This post is the second in our series on IoT security and privacy. The introductory post is a great starting point — it has an overview and references, and establishes a baseline IoT definition with related terminology and scenarios. This post will explore the IoT physical or "proximity" security (and privacy) challenges. Again, while this series is IoT focused, many of the aspects are portable to related areas like embedded systems and mobile devices.
IoT is very different from other technologies due to its limited capabilities and maturity of the hardware and software stack. Another big difference is that the Things can usually be physically accessed by the owner, users, or the public (including attackers) — if not by direct physical access to the Thing or its ports (like USB), then by "over the air" (OTA) access via radio (e.g., cellular, WiFi, Bluetooth, even NFC) all of which vary in their effective proximity. Traditional servers or services usually have a robust software perimeter or firewall and are not directly accessible outside of administrators — locked in an IT room or in a data center and made available via a "cloud." (With a public cloud, there is virtualization on top of the physical controls, so the "server" or data store can be very difficult to pinpoint, is segmented, and changes with the virtualization.) So, what are the real challenges presented by these IoT differences?
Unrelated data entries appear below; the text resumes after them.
//! Field validators for the ORM.
//!
//! Validators run on the *storage* value of a field (for enum fields, the
//! integer index) during [`EnumField::clean`](crate::fields::EnumField::clean).

use std::fmt;
use std::sync::Arc;

use django_richenum_core::{DjangoError, ValidationError};
use richenum::OrderedRichEnum;

use crate::fields::FieldType;
use crate::value::Value;

/// A trait for validating field values.
///
/// # Examples
///
/// ```
/// use django_richenum_db::fields::FieldType;
/// use django_richenum_db::validators::{IntegerRangeValidator, Validator};
/// use django_richenum_db::value::Value;
///
/// let v = IntegerRangeValidator::for_field_type(FieldType::SmallIntegerField);
/// assert!(v.validate(&Value::Int(3)).is_ok());
/// assert!(v.validate(&Value::Int(40_000)).is_err());
/// ```
pub trait Validator: Send + Sync + fmt::Debug {
    /// Validates the given value, returning an error if invalid.
    fn validate(&self, value: &Value) -> Result<(), DjangoError>;

    /// Returns a human-readable name for this validator.
    fn name(&self) -> &str;
}

/// Validates that a stored integer is the index of a member of an enum.
#[derive(Debug, Clone)]
pub struct EnumIndexValidator {
    enum_type: Arc<OrderedRichEnum>,
}

impl EnumIndexValidator {
    /// Creates a validator for the members of `enum_type`.
    pub const fn new(enum_type: Arc<OrderedRichEnum>) -> Self {
        Self { enum_type }
    }
}

impl Validator for EnumIndexValidator {
    fn validate(&self, value: &Value) -> Result<(), DjangoError> {
        if let Value::Int(index) = value {
            if self.enum_type.from_index(*index).is_err() {
                return Err(ValidationError::new(
                    format!(
                        "Value {index} is not a valid choice for {}.",
                        self.enum_type.name()
                    ),
                    "invalid_choice",
                )
                .with_param("value", index.to_string())
                .into());
            }
        }
        Ok(())
    }

    fn name(&self) -> &str {
        "EnumIndexValidator"
    }
}

/// Validates that an integer fits the column it will be written to.
#[derive(Debug, Clone, Copy)]
pub struct IntegerRangeValidator {
    /// The smallest accepted value.
    pub min: i64,
    /// The largest accepted value.
    pub max: i64,
}

impl IntegerRangeValidator {
    /// Creates a validator accepting `min..=max`.
    pub const fn new(min: i64, max: i64) -> Self {
        Self { min, max }
    }

    /// Creates a validator for the range of the given integer column type.
    pub const fn for_field_type(field_type: FieldType) -> Self {
        let (min, max) = field_type.value_range();
        Self::new(min, max)
    }
}

impl Validator for IntegerRangeValidator {
    fn validate(&self, value: &Value) -> Result<(), DjangoError> {
        if let Value::Int(i) = value {
            if *i < self.min {
                return Err(ValidationError::new(
                    format!("Ensure this value is greater than or equal to {}.", self.min),
                    "min_value",
                )
                .with_param("limit_value", self.min.to_string())
                .into());
            }
            if *i > self.max {
                return Err(ValidationError::new(
                    format!("Ensure this value is less than or equal to {}.", self.max),
                    "max_value",
                )
                .with_param("limit_value", self.max.to_string())
                .into());
            }
        }
        Ok(())
    }

    fn name(&self) -> &str {
        "IntegerRangeValidator"
    }
}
They are many and varied, and they are specific to the scenarios and deployments, unfortunately — theft, vandalism, or tampering should be top of mind. Things are relatively low cost, so the Thing itself may not be a big expense. However, the Thing may provide vital capabilities, so any downtime can be a risk to people, services, revenue, and reputation for the business and customers. Also, fixing or replacing the Thing may be expensive and take a lot of time due to location or other complexities in environment and provisioning. There should always be a degree of robustness and fault-tolerance in the design. Redundancy and access to spares are "nice to have" but not always feasible or cost effective. Below are primary physical security considerations for Things, including some that may fall into regulations or certifications (e.g., healthcare "devices" under the FDA):
Enclosure: Usually, an enclosure is separate of the Thing itself and considered late in the process. But it is best to keep the Thing's enclosure and hardware in lock-step starting early in the process. A Thing should be in an enclosure that protects it in the operating environment, secures it against unauthorized access or theft, and provides tamper prevention and detection. For the traffic light host example from our first post, the host enclosure should be locked to the suspending wires or pole and require a key or special tools for access. The Thing inside the host should be in a separate enclosure to further seal against the elements (depending on locale), allow access only to the ports necessary to the implementation, and provide tamper prevention and detection. It should also be locked to the host. Most Things are designed to be svelte and portable, which makes them easy theft targets. So, enclosures should not be easily separated from the Thing (also a tampering deterrent) and should be secured in the host or environment (e.g., a Kensington Security Slot for PCs). The need for enclosure security and these investments will be specific to the scenarios and environments, so defense in depth (including in the hardware, firmware, and software with change and deployment agility) is a requirement.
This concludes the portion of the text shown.